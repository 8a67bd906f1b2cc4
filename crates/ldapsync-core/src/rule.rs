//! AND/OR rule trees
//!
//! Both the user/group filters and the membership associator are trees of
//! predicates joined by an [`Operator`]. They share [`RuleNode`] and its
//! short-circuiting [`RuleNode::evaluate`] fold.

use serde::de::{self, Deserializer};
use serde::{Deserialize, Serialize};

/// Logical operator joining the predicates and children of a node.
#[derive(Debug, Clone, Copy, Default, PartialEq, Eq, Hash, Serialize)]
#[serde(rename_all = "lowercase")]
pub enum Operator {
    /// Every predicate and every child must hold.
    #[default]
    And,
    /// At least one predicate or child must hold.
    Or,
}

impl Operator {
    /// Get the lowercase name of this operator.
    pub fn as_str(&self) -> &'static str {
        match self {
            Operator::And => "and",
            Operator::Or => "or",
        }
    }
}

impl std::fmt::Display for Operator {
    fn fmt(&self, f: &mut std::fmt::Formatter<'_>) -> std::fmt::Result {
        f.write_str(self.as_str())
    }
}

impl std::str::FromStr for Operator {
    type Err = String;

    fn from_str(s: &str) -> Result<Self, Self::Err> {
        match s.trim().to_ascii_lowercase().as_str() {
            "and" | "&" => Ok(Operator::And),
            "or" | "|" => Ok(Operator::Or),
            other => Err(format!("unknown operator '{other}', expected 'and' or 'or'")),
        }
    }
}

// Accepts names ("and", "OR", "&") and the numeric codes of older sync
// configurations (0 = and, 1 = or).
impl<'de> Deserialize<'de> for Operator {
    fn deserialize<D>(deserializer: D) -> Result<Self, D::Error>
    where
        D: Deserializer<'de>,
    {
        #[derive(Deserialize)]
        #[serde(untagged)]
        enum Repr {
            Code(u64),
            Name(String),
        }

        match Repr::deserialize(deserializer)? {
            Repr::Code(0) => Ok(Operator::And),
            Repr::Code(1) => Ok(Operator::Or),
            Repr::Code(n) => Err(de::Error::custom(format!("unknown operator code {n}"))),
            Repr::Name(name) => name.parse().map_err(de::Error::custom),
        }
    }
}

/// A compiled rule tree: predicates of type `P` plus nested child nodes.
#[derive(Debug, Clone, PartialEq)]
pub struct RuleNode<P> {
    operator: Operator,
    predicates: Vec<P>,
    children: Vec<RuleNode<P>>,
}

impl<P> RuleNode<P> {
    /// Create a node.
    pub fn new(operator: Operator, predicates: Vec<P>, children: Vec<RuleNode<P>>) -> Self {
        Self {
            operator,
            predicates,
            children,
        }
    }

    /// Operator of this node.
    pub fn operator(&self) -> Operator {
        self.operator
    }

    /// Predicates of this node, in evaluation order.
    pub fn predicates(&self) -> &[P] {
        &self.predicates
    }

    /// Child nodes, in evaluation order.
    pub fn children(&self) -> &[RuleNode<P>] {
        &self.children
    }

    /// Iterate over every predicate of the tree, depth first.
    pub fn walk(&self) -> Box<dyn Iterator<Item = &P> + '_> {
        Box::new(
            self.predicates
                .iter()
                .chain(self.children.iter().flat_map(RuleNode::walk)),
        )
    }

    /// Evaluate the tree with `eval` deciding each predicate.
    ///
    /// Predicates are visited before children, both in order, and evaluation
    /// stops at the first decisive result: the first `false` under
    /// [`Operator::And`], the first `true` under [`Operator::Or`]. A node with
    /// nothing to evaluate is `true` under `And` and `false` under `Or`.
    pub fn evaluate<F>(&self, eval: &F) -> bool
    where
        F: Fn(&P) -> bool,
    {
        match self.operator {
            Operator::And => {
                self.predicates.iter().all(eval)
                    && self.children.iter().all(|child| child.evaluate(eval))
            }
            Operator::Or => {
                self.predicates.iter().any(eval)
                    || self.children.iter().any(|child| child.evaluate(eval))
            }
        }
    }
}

========

**WORK TO BE COMPLETED**.
The entries above are to be retyped exactly.

**RESPONSE TO THE TASK**.
repository 8a67bd906f1b2cc4
filename crates/ldapsync-core/src/rule.rs
//! AND/OR rule trees
//!
//! Both the user/group filters and the membership associator are trees of
//! predicates joined by an [`Operator`]. They share [`RuleNode`] and its
//! short-circuiting [`RuleNode::evaluate`] fold.

use serde::de::{self, Deserializer};
use serde::{Deserialize, Serialize};

/// Logical operator joining the predicates and children of a node.
#[derive(Debug, Clone, Copy, Default, PartialEq, Eq, Hash, Serialize)]
#[serde(rename_all = "lowercase")]
pub enum Operator {
    /// Every predicate and every child must hold.
    #[default]
    And,
    /// At least one predicate or child must hold.
    Or,
}

impl Operator {
    /// Get the lowercase name of this operator.
    pub fn as_str(&self) -> &'static str {
        match self {
            Operator::And => "and",
            Operator::Or => "or",
        }
    }
}

impl std::fmt::Display for Operator {
    fn fmt(&self, f: &mut std::fmt::Formatter<'_>) -> std::fmt::Result {
        f.write_str(self.as_str())
    }
}

impl std::str::FromStr for Operator {
    type Err = String;

    fn from_str(s: &str) -> Result<Self, Self::Err> {
        match s.trim().to_ascii_lowercase().as_str() {
            "and" | "&" => Ok(Operator::And),
            "or" | "|" => Ok(Operator::Or),
            other => Err(format!("unknown operator '{other}', expected 'and' or 'or'")),
        }
    }
}

// Accepts names ("and", "OR", "&") and the numeric codes of older sync
// configurations (0 = and, 1 = or).
impl<'de> Deserialize<'de> for Operator {
    fn deserialize<D>(deserializer: D) -> Result<Self, D::Error>
    where
        D: Deserializer<'de>,
    {
        #[derive(Deserialize)]
        #[serde(untagged)]
        enum Repr {
            Code(u64),
            Name(String),
        }

        match Repr::deserialize(deserializer)? {
            Repr::Code(0) => Ok(Operator::And),
            Repr::Code(1) => Ok(Operator::Or),
            Repr::Code(n) => Err(de::Error::custom(format!("unknown operator code {n}"))),
            Repr::Name(name) => name.parse().map_err(de::Error::custom),
        }
    }
}

/// A compiled rule tree: predicates of type `P` plus nested child nodes.
#[derive(Debug, Clone, PartialEq)]
pub struct RuleNode<P> {
    operator: Operator,
    predicates: Vec<P>,
    children: Vec<RuleNode<P>>,
}

impl<P> RuleNode<P> {
    /// Create a node.
    pub fn new(operator: Operator, predicates: Vec<P>, children: Vec<RuleNode<P>>) -> Self {
        Self {
            operator,
            predicates,
            children,
        }
    }

    /// Operator of this node.
    pub fn operator(&self) -> Operator {
        self.operator
    }

    /// Predicates of this node, in evaluation order.
    pub fn predicates(&self) -> &[P] {
        &self.predicates
    }

    /// Child nodes, in evaluation order.
    pub fn children(&self) -> &[RuleNode<P>] {
        &self.children
    }

    /// Iterate over every predicate of the tree, depth first.
    pub fn walk(&self) -> Box<dyn Iterator<Item = &P> + '_> {
        Box::new(
            self.predicates
                .iter()
                .chain(self.children.iter().flat_map(RuleNode::walk)),
        )
    }

    /// Evaluate the tree with `eval` deciding each predicate.
    ///
    /// Predicates are visited before children, both in order, and evaluation
    /// stops at the first decisive result: the first `false` under
    /// [`Operator::And`], the first `true` under [`Operator::Or`]. A node with
    /// nothing to evaluate is `true` under `And` and `false` under `Or`.
    pub fn evaluate<F>(&self, eval: &F) -> bool
    where
        F: Fn(&P) -> bool,
    {
        match self.operator {
            Operator::And => {
                self.predicates.iter().all(eval)
                    && self.children.iter().all(|child| child.evaluate(eval))
            }
            Operator::Or => {
                self.predicates.iter().any(eval)
                    || self.children.iter().any(|child| child.evaluate(eval))
            }
        }
    }
}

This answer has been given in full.